Let’s break down the essential issues around energy for heating and energy efficiency: Heating applications that use natural gas in homes, businesses, and university campuses can achieve a factor of 3 or more in energy efficiency in heating by using electric heat pump technology. Heat pumps are an existing and reliable technology being implemented everywhere, including right here in California.
How does this work? Because of their thermodynamic engine properties, electric heat pumps achieve a coefficient of performance (COP) of 3 or more. This means they can provide three units of heat energy for every unit of electrical energy consumed. That’s the thermodynamic magic of a heat pump. Burning hydrogen, by stark contrast, delivers heat at a COP of less than 1, making it over three times less efficient than heat pumps.

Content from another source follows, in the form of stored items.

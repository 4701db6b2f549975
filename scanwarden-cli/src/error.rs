//! CLI-specific error types and exit code mapping

use scanwarden_core::error::{ConfigError, ScanwardenError};
use scanwarden_engine::ScanEngineError;

/// CLI-specific error type.
///
/// Each variant carries enough context for a user-friendly message.
/// The `exit_code()` method maps errors to standard Unix exit codes.
#[derive(Debug, thiserror::Error)]
pub enum CliError {
    /// Configuration loading or validation failure.
    #[error("configuration error: {0}")]
    Config(String),

    /// A subcommand-specific operation failed.
    #[error("{0}")]
    Command(String),

    /// The scan ran but did not produce a usable result.
    #[error("scan failed: {0}")]
    Scan(String),

    /// The user interrupted a running scan.
    #[error("scan interrupted")]
    Interrupted,

    /// Logging or metrics setup failed.
    #[error("initialization failed: {0}")]
    Init(#[from] anyhow::Error),

    /// JSON serialisation failed during output rendering.
    #[error("json output error: {0}")]
    JsonSerialize(#[from] serde_json::Error),

    /// IO error (file read, stdout write, etc.).
    #[error("io error: {0}")]
    Io(#[from] std::io::Error),

    /// Wrapped domain error from scanwarden-core.
    #[error("{0}")]
    Core(#[from] ScanwardenError),

    /// Wrapped scan engine error.
    #[error("{0}")]
    Engine(#[from] ScanEngineError),
}

impl CliError {
    /// Map the error to a process exit code.
    ///
    /// | Code | Meaning                          |
    /// |------|----------------------------------|
    /// | 0    | Success                          |
    /// | 1    | General / command error          |
    /// | 2    | Configuration or request error   |
    /// | 4    | Scan failed or produced no result |
    /// | 10   | IO error                         |
    /// | 130  | Interrupted (Ctrl-C)             |
    pub fn exit_code(&self) -> i32 {
        match self {
            Self::Config(_) => 2,
            Self::Core(ScanwardenError::Config(_)) => 2,
            Self::Engine(e) if e.is_config() => 2,
            Self::Scan(_) => 4,
            Self::Io(_) | Self::Core(ScanwardenError::Io(_)) => 10,
            Self::Interrupted => 130,
            Self::Command(_)
            | Self::Init(_)
            | Self::JsonSerialize(_)
            | Self::Core(_)
            | Self::Engine(_) => 1,
        }
    }
}

impl From<ConfigError> for CliError {
    fn from(e: ConfigError) -> Self {
        Self::Config(e.to_string())
    }
}
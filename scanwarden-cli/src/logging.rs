//! Logging initialization for the scanwarden CLI.
//!
//! Configures `tracing-subscriber` based on the `[general]` section
//! of `ScanwardenConfig`. Logs are written to stderr so they never mix
//! with rendered results on stdout.

use anyhow::Result;
use tracing_subscriber::EnvFilter;
use tracing_subscriber::layer::SubscriberExt;
use tracing_subscriber::util::SubscriberInitExt;

use scanwarden_core::config::GeneralConfig;

/// Build the level filter.
///
/// Precedence: `--log-level` flag, then `RUST_LOG`, then `[general].log_level`.
pub fn build_filter(level_override: Option<&str>, config: &GeneralConfig) -> Result<EnvFilter> {
    if let Some(level) = level_override {
        return EnvFilter::try_new(level)
            .map_err(|e| anyhow::anyhow!("invalid log level '{}': {}", level, e));
    }

    match EnvFilter::try_from_default_env() {
        Ok(filter) => Ok(filter),
        Err(_) => EnvFilter::try_new(&config.log_level)
            .map_err(|e| anyhow::anyhow!("invalid log level '{}': {}", config.log_level, e)),
    }
}

/// Initialize the global tracing subscriber.
///
/// Must be called exactly once, before any tracing macros are used.
///
/// # Formats
///
/// * `"json"` - Machine-parseable JSON lines
/// * `"pretty"` - Human-readable colored output
pub fn init_tracing(config: &GeneralConfig, level_override: Option<&str>) -> Result<()> {
    let env_filter = build_filter(level_override, config)?;

    match config.log_format.as_str() {
        "json" => {
            tracing_subscriber::registry()
                .with(env_filter)
                .with(
                    tracing_subscriber::fmt::layer()
                        .json()
                        .with_writer(std::io::stderr),
                )
                .try_init()
                .map_err(|e| {
                    anyhow::anyhow!("failed to initialize JSON tracing subscriber: {}", e)
                })?;
        }
        "pretty" => {
            tracing_subscriber::registry()
                .with(env_filter)
                .with(
                    tracing_subscriber::fmt::layer()
                        .pretty()
                        .with_writer(std::io::stderr),
                )
                .try_init()
                .map_err(|e| {
                    anyhow::anyhow!("failed to initialize pretty tracing subscriber: {}", e)
                })?;
        }
        _ => {
            return Err(anyhow::anyhow!(
                "unknown log format '{}', expected 'json' or 'pretty'",
                config.log_format
            ));
        }
    }

    Ok(())
}

#[cfg(test)]
mod tests {
    use super::*;

    #[test]
    fn test_build_filter_prefers_override() {
        let config = GeneralConfig::default();
        let filter = build_filter(Some("debug"), &config).expect("valid level");
        assert_eq!(filter.to_string(), "debug");
    }

    #[test]
    fn test_build_filter_rejects_bad_override() {
        let config = GeneralConfig::default();
        assert!(build_filter(Some("scanwarden=[bad"), &config).is_err());
    }

    #[test]
    fn test_init_tracing_rejects_unknown_format() {
        let config = GeneralConfig {
            log_level: "info".to_owned(),
            log_format: "xml".to_owned(),
        };
        let err = init_tracing(&config, None).expect_err("unknown format should fail");
        assert!(err.to_string().contains("unknown log format"));
    }
}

Because of this inefficiency, there is no credible future where hydrogen is used wide-scale for heating in residences, businesses, and university campuses.
Besides this energy inefficiency, the vast majority of hydrogen today is produced from fossil fuels via methane gas reforming, which releases carbon dioxide at a rate per unit energy that is worse than burning the natural gas directly. Pursuing hydrogen blending is thus a step backward, not forward, for sustainability even when compared to the awful, outdated ongoing use of fossil natural gas.
Moreover, even if the hydrogen is produced from clean, renewable energy like solar-produced electricity, one still loses a factor of three in COP, therefore using more than 3 times the energy in heating via hydrogen burning than by using the same solar-produced electricity in a heat pump! To reiterate, even burning renewably produced hydrogen is a factor of 3 worse choice — in energy efficiency and cost — than proven heat-pump technologies. So, this talk of a “clean hydrogen future” has nothing to do with the kinds of heating applications needed on our campus or any home or business.
Beyond gross inefficiency, hydrogen introduces significant risks to infrastructure and public safety. Its small molecular size leads to increased leakage and raises the likelihood of pipeline failure due to embrittlement of metals. Hydrogen also has a lower ignition point and higher flammability range, making leaks particularly dangerous in residential or university settings. Indeed, the American Medical Association has specifically warned that hydrogen-methane blends increase emissions of harmful nitrogen oxides, exacerbating health risks such as asthma.
Also very troublingly, this project diverts precious ratepayer funds into an effort that primarily benefits fossil fuel interests intent on prolonging the use of existing gas infrastructure. Natural gas needs to go the way of whale oil as an energy source — become history. The project represents a classic boondoggle “bridge to nowhere,” a costly distraction from the urgent electrification needed to achieve California’s climate and clean-air objectives.
The bottom line is clear: hydrogen blending for heating makes no logical or practical sense. It is inefficient, unsafe, and unsustainable. This is why both the Associated Students of UC Irvine (the undergraduate student government) and the Graduate Students Association (the graduate student government) have both passed strong resolutions opposing this project in this past academic year.
Rather than wasting resources on a fundamentally flawed technology, our state’s and campus’s priority should be accelerating the transition to renewable-powered electrification. UC Irvine and the CPUC should reject this misguided demonstration project and focus instead on proven, efficient, and truly sustainable heating solutions.
Action item: Use this link to place your own comment to the CPUC here regarding this wasteful, dangerous experiment.
Addendum: over on the UCI channel on reddit, I shared my comments to the in-person hearing, and heard back from an anonymous user who referred to SoCalGas as “We” — therefore it may be that they are speaking on behalf of the company. They said things along the lines that “hydrogen is never meant to be a replacement for natural gas” and that it is an “bridge technology.” Clearly, they acknowledge that this is a bridge to nowhere project. The claim that this is a decarbonization step is another fallacy: large-scale green hydrogen does not exist, nor is it expected to exist in any large scale form that can be included into natural gas systems. Hydrogen that does exist is from natural gas and actually is more carbon intensive than the primary natural gas. We should be electrifying everything, and shutting off natural gas rather than finding more things to burn.